* **How to complete this task**: Collect all lines below with the string "resolve".

Extracted records
◇ ◇ ◇ ◇ ◇

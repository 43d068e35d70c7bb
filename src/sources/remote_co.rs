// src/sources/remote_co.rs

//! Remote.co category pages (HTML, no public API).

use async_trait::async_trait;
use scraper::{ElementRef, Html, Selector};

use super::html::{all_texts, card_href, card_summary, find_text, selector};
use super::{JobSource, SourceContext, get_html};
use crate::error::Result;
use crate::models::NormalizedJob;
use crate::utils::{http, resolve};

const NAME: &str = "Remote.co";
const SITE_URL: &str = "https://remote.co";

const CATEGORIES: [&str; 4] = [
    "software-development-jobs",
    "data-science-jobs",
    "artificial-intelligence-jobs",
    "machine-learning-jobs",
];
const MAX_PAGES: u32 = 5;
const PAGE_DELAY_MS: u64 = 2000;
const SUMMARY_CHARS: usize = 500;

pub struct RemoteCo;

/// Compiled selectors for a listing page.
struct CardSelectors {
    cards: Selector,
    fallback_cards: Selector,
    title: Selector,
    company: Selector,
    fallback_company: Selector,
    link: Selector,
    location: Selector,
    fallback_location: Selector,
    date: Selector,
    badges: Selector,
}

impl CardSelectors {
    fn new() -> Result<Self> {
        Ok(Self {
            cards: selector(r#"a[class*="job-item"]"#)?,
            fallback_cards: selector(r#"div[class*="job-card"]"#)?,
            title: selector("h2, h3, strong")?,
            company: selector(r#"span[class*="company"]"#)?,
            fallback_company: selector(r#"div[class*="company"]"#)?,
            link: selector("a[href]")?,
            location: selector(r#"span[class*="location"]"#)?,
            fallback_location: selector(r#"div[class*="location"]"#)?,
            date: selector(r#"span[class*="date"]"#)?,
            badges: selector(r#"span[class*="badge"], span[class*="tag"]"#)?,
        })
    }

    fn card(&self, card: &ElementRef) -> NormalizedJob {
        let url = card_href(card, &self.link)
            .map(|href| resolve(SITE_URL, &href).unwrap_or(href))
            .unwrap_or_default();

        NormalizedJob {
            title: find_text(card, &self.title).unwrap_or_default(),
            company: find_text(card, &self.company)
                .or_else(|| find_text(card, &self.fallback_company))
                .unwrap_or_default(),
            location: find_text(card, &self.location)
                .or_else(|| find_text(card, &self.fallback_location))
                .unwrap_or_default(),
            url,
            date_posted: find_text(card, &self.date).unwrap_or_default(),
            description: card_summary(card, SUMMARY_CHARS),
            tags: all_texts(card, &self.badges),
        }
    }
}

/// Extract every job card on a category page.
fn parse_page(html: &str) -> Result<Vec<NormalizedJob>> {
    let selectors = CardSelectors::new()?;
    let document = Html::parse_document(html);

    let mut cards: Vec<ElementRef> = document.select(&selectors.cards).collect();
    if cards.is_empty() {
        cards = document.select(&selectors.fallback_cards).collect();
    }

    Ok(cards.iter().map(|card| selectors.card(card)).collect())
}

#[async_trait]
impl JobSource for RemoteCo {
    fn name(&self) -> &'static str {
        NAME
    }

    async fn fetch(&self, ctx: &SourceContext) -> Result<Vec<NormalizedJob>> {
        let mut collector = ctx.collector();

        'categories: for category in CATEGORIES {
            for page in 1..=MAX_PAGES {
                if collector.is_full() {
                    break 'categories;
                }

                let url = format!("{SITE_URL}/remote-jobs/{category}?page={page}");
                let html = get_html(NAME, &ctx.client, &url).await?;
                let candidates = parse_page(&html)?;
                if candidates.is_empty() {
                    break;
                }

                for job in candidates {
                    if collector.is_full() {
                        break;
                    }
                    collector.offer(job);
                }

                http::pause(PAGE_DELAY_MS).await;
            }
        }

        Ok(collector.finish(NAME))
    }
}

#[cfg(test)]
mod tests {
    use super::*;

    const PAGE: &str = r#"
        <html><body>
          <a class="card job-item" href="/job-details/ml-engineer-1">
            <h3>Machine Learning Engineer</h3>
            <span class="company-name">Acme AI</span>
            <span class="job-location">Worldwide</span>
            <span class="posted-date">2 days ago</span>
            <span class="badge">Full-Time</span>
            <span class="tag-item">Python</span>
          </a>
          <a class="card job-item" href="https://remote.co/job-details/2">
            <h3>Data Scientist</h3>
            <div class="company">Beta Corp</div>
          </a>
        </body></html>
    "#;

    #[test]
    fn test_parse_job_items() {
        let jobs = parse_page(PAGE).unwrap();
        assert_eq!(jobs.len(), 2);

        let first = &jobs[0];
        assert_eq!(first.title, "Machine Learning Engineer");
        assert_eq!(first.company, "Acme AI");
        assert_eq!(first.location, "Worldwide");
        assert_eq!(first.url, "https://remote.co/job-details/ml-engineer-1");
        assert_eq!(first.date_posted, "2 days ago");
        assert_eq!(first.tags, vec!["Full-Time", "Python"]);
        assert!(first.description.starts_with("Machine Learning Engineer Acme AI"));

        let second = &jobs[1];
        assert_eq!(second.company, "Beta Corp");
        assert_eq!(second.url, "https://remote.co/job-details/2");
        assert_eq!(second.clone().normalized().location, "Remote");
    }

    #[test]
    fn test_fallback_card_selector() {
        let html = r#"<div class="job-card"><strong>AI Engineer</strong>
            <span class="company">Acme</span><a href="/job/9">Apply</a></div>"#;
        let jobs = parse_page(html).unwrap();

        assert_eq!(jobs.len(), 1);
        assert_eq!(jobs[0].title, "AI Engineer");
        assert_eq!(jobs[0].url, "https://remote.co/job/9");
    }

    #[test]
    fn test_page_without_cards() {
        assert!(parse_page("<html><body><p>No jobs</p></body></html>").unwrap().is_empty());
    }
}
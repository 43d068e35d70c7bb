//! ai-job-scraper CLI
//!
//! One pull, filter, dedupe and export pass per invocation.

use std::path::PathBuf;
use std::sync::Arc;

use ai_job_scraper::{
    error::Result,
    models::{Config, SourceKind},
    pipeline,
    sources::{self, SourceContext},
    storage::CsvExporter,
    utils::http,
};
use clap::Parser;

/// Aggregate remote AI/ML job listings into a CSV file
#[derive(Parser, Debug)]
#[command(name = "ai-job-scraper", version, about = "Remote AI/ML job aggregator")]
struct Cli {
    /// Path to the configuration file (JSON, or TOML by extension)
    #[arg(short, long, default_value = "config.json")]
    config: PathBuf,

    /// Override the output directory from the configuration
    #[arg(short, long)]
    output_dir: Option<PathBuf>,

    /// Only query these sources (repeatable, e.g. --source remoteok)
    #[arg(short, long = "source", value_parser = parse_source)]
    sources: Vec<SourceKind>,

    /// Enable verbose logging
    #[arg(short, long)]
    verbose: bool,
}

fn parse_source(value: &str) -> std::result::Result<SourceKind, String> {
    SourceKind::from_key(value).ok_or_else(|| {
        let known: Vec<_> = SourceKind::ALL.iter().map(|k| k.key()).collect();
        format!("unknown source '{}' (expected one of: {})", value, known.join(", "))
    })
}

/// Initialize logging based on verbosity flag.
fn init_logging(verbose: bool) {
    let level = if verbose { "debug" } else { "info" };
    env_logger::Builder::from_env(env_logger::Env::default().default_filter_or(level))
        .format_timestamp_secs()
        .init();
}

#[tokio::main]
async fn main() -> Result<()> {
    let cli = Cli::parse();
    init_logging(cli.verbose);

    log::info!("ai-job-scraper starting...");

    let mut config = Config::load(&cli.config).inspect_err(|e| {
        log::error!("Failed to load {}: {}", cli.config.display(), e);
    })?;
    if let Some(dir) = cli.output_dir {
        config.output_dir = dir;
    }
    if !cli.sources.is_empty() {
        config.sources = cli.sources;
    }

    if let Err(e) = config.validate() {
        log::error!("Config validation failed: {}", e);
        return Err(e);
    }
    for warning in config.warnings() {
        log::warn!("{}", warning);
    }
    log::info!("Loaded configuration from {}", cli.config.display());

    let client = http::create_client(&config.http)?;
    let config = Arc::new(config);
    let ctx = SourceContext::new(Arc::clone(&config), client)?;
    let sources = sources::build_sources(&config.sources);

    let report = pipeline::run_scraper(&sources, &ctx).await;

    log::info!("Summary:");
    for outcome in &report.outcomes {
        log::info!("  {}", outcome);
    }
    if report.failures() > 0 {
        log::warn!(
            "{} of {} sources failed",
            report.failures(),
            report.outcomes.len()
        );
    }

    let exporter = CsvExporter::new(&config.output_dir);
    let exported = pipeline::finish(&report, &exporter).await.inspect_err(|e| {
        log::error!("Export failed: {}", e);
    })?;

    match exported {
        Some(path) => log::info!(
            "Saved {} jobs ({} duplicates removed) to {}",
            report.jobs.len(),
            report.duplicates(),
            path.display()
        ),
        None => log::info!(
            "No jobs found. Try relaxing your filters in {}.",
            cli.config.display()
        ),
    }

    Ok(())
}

◇ ◇ ◇ ◇ ◇

* **Problem solution**:
use crate::utils::{http, resolve};
            .map(|href| resolve(SITE_URL, &href).unwrap_or(href))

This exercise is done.